This behaves as wanted:
double t = r[1][0] * .5;
But this doesn't:
double t = ((1/2)*r[1][0]);
r is a 2-D Vector.
Just thought of a possibility. Is it because (1/2) is considered an int and (1/2) == 0?
Is it because (1/2) is considered an int and (1/2) == 0?
Yes, both of those literals are of type int, therefore the result will be of type int, and that result is 0.
Instead, make one of those literals a float or double and you'll end up with the floating point result of 0.5, ie:
double t = ((1.0/2)*r[1][0]);
Because 1.0 is of type double, the int 2 will be promoted to a double and the result will be a double.
Write this instead:
double t = ((1/2.0)*r[1][0]);
1 / 2 is an integer division and the result is 0.
1 / 2.0 is a floating point division (with double values after the usual arithmetic conversions) and its result is 0.5.
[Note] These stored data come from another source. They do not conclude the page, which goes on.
use async_trait::async_trait;
use time::OffsetDateTime;
use uuid::Uuid;

use crate::application::repos::{
    CreatePostParams, FeedSlice, PostFeedScope, PostsRepo, RepoError, UpdatePostParams,
};
use crate::domain::entities::PostRecord;

use super::PostgresRepositories;
use super::types::PostRow;
use super::util::map_sqlx_error;

#[async_trait]
impl PostsRepo for PostgresRepositories {
    async fn list_posts(
        &self,
        scope: PostFeedScope,
        slice: FeedSlice,
    ) -> Result<Vec<PostRecord>, RepoError> {
        let limit = i64::from(slice.limit.clamp(1, 100));
        let offset = i64::try_from(slice.offset)
            .map_err(|_| RepoError::from_persistence("offset exceeds supported range"))?;

        let mut qb = Self::post_select_builder();
        Self::apply_feed_scope(&mut qb, scope);

        // Tie-break on id so pages stay stable for equal timestamps.
        qb.push(" ORDER BY p.created_at DESC, p.id DESC ");
        qb.push(" LIMIT ");
        qb.push_bind(limit);
        qb.push(" OFFSET ");
        qb.push_bind(offset);

        let rows = qb
            .build_query_as::<PostRow>()
            .fetch_all(self.pool())
            .await
            .map_err(map_sqlx_error)?;

        Ok(rows.into_iter().map(PostRecord::from).collect())
    }

    async fn count_posts(&self, scope: PostFeedScope) -> Result<u64, RepoError> {
        let mut qb = Self::post_count_builder();
        Self::apply_feed_scope(&mut qb, scope);

        let count: i64 = qb
            .build_query_scalar()
            .fetch_one(self.pool())
            .await
            .map_err(map_sqlx_error)?;

        Self::convert_count(count)
    }

    async fn get_post_by_id(&self, id: Uuid) -> Result<Option<PostRecord>, RepoError> {
        let mut qb = Self::post_select_builder();
        qb.push(" AND p.id = ");
        qb.push_bind(id);

        let row = qb
            .build_query_as::<PostRow>()
            .fetch_optional(self.pool())
            .await
            .map_err(map_sqlx_error)?;

        Ok(row.map(PostRecord::from))
    }

    async fn create_post(&self, params: CreatePostParams) -> Result<PostRecord, RepoError> {
        let CreatePostParams {
            author_id,
            text,
            group_id,
            image_path,
        } = params;

        let id = Uuid::new_v4();
        let now = OffsetDateTime::now_utc();

        sqlx::query(
            "INSERT INTO posts (id, text, author_id, group_id, image_path, created_at) \
             VALUES ($1, $2, $3, $4, $5, $6)",
        )
        .bind(id)
        .bind(&text)
        .bind(author_id)
        .bind(group_id)
        .bind(&image_path)
        .bind(now)
        .execute(self.pool())
        .await
        .map_err(map_sqlx_error)?;

        self.get_post_by_id(id).await?.ok_or(RepoError::NotFound)
    }

    async fn update_post(&self, params: UpdatePostParams) -> Result<PostRecord, RepoError> {
        let UpdatePostParams {
            id,
            text,
            group_id,
            image_path,
        } = params;

        let result = sqlx::query(
            "UPDATE posts SET text = $2, group_id = $3, image_path = $4 WHERE id = $1",
        )
        .bind(id)
        .bind(&text)
        .bind(group_id)
        .bind(&image_path)
        .execute(self.pool())
        .await
        .map_err(map_sqlx_error)?;

        if result.rows_affected() == 0 {
            return Err(RepoError::NotFound);
        }

        self.get_post_by_id(id).await?.ok_or(RepoError::NotFound)
    }

    async fn delete_post(&self, id: Uuid) -> Result<(), RepoError> {
        let result = sqlx::query("DELETE FROM posts WHERE id = $1")
            .bind(id)
            .execute(self.pool())
            .await
            .map_err(map_sqlx_error)?;

        if result.rows_affected() == 0 {
            return Err(RepoError::NotFound);
        }

        Ok(())
    }
}
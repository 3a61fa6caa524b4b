use std::{process, sync::Arc, time::Duration};

use piazza::{
    application::{
        error::AppError,
        feed::FeedService,
        follows::FollowService,
        posts::PostService,
        repos::{CommentsRepo, FollowsRepo, GroupsRepo, PostsRepo, UsersRepo},
    },
    cache::{CacheConfig, CacheState},
    config,
    infra::{
        db::PostgresRepositories,
        error::InfraError,
        http::{self, HttpState, SessionKeys},
        telemetry,
    },
};
use tracing::{Dispatch, Level, dispatcher, error, info, warn};
use tracing_subscriber::fmt as tracing_fmt;

#[tokio::main]
async fn main() {
    if let Err(error) = run().await {
        report_application_error(&error);
        process::exit(1);
    }
}

fn report_application_error(error: &AppError) {
    if dispatcher::has_been_set() {
        error!(error = %error, "application error");
        return;
    }

    let subscriber = tracing_fmt().with_max_level(Level::ERROR).finish();
    let dispatch = Dispatch::new(subscriber);
    dispatcher::with_default(&dispatch, || {
        error!(error = %error, "application error");
    });
}

async fn run() -> Result<(), AppError> {
    let (cli_args, settings) = config::load_with_cli()
        .map_err(|err| AppError::unexpected(format!("failed to load configuration: {err}")))?;

    let command = cli_args
        .command
        .unwrap_or(config::Command::Serve(Box::<config::ServeArgs>::default()));

    telemetry::init(&settings.logging).map_err(AppError::from)?;

    match command {
        config::Command::Serve(_) => run_serve(settings).await,
    }
}

async fn run_serve(settings: config::Settings) -> Result<(), AppError> {
    let repositories = init_repositories(&settings).await?;
    let http_state = build_http_state(repositories, &settings);

    let router = http::build_router(http_state);

    let listener = tokio::net::TcpListener::bind(settings.server.addr)
        .await
        .map_err(|err| AppError::from(InfraError::from(err)))?;

    info!(
        target = "piazza::serve",
        addr = %settings.server.addr,
        cache_enabled = settings.cache.enabled,
        "listening"
    );

    axum::serve(listener, router.into_make_service())
        .with_graceful_shutdown(shutdown_signal(settings.server.graceful_shutdown))
        .await
        .map_err(|err| AppError::unexpected(format!("server error: {err}")))?;

    info!(target = "piazza::serve", "shutdown complete");
    Ok(())
}

/// Resolves when a termination signal arrives, then arms a hard deadline
/// so a stuck connection cannot hold the process open past the grace
/// period.
async fn shutdown_signal(grace: Duration) {
    let ctrl_c = async {
        if tokio::signal::ctrl_c().await.is_err() {
            warn!(target = "piazza::serve", "failed to listen for ctrl-c");
            std::future::pending::<()>().await;
        }
    };

    #[cfg(unix)]
    let terminate = async {
        match tokio::signal::unix::signal(tokio::signal::unix::SignalKind::terminate()) {
            Ok(mut signal) => {
                signal.recv().await;
            }
            Err(_) => {
                warn!(target = "piazza::serve", "failed to listen for SIGTERM");
                std::future::pending::<()>().await;
            }
        }
    };

    #[cfg(not(unix))]
    let terminate = std::future::pending::<()>();

    tokio::select! {
        _ = ctrl_c => {}
        _ = terminate => {}
    }

    info!(
        target = "piazza::serve",
        grace_secs = grace.as_secs(),
        "shutdown signal received, draining connections"
    );

    tokio::spawn(async move {
        tokio::time::sleep(grace).await;
        warn!(
            target = "piazza::serve",
            "graceful shutdown deadline exceeded, exiting"
        );
        process::exit(1);
    });
}

async fn init_repositories(
    settings: &config::Settings,
) -> Result<Arc<PostgresRepositories>, AppError> {
    let database_url = settings
        .database
        .url
        .as_ref()
        .ok_or_else(|| InfraError::configuration("database url is not configured"))
        .map_err(AppError::from)?;

    let pool = PostgresRepositories::connect(database_url, settings.database.max_connections.get())
        .await
        .map_err(|err| AppError::from(InfraError::database(err.to_string())))?;

    PostgresRepositories::run_migrations(&pool)
        .await
        .map_err(|err| AppError::from(InfraError::database(err.to_string())))?;

    Ok(Arc::new(PostgresRepositories::new(pool)))
}

fn build_http_state(
    repositories: Arc<PostgresRepositories>,
    settings: &config::Settings,
) -> HttpState {
    let posts_repo: Arc<dyn PostsRepo> = repositories.clone();
    let users_repo: Arc<dyn UsersRepo> = repositories.clone();
    let groups_repo: Arc<dyn GroupsRepo> = repositories.clone();
    let comments_repo: Arc<dyn CommentsRepo> = repositories.clone();
    let follows_repo: Arc<dyn FollowsRepo> = repositories.clone();

    let feed = Arc::new(FeedService::new(
        posts_repo.clone(),
        users_repo.clone(),
        groups_repo.clone(),
        comments_repo.clone(),
        follows_repo.clone(),
        settings.feed.page_size.get(),
    ));
    let posts = Arc::new(PostService::new(
        posts_repo,
        comments_repo,
        groups_repo.clone(),
    ));
    let follows = Arc::new(FollowService::new(users_repo.clone(), follows_repo));

    let cache_config = CacheConfig {
        enabled: settings.cache.enabled,
        ttl: settings.cache.ttl,
        capacity: settings.cache.capacity,
    };
    let cache = cache_config
        .enabled
        .then(|| CacheState::new(cache_config));

    HttpState {
        feed,
        posts,
        follows,
        users: users_repo,
        groups: groups_repo,
        db: Some(repositories),
        cache,
        sessions: Arc::new(SessionKeys::new(settings.session.secret.clone())),
    }
}
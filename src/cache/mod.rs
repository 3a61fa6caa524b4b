//! TTL response cache for the home feed.

mod lock;
mod middleware;
mod store;

pub use middleware::{CacheState, response_cache_layer};
pub use store::{CacheKey, CachedResponse, ResponseCache};

use std::num::NonZeroUsize;
use std::time::Duration;

pub const DEFAULT_TTL: Duration = Duration::from_secs(20);
pub const DEFAULT_CAPACITY: usize = 64;

#[derive(Debug, Clone)]
pub struct CacheConfig {
    pub enabled: bool,
    pub ttl: Duration,
    pub capacity: usize,
}

impl Default for CacheConfig {
    fn default() -> Self {
        Self {
            enabled: true,
            ttl: DEFAULT_TTL,
            capacity: DEFAULT_CAPACITY,
        }
    }
}

impl CacheConfig {
    pub(crate) fn capacity_non_zero(&self) -> NonZeroUsize {
        NonZeroUsize::new(self.capacity)
            .unwrap_or_else(|| NonZeroUsize::new(DEFAULT_CAPACITY).expect("default is non-zero"))
    }
}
Because 1/2 is int/int division. That means whatever is the result will have anything after the decimal point removed (truncated). So 1/2 = 0.5 = 0.
Normally I always write the first number in double : 1.0/2 …..
If you make the very first number a double then all remaining calculation is done in double only.
double t = r[1][0] * .5;
is equivalent to:
double t = ((1/2f)*r[1][0]);
and not:
double t = ((1/2)*r[1][0]);
Due to loss of decimal part when the temporary result of 1/2 is stored in an int variable.
As a guideline whenever there is a division and there is a possibility of the answer being real number, do not use int or make one of the operands float or double or use cast.
You can write 1.0/2.0 instead. 1/2 displays this behaviour because both the denominator and numerator act are of an integer type and a variable of an integer type divided by another variable of an integer type is always truncated to an integer.
I cannot merit or demerit the standard of the question but this seem very critical issue to me. We assume that compiler will do the laundry for us all the time , but that is not true some times.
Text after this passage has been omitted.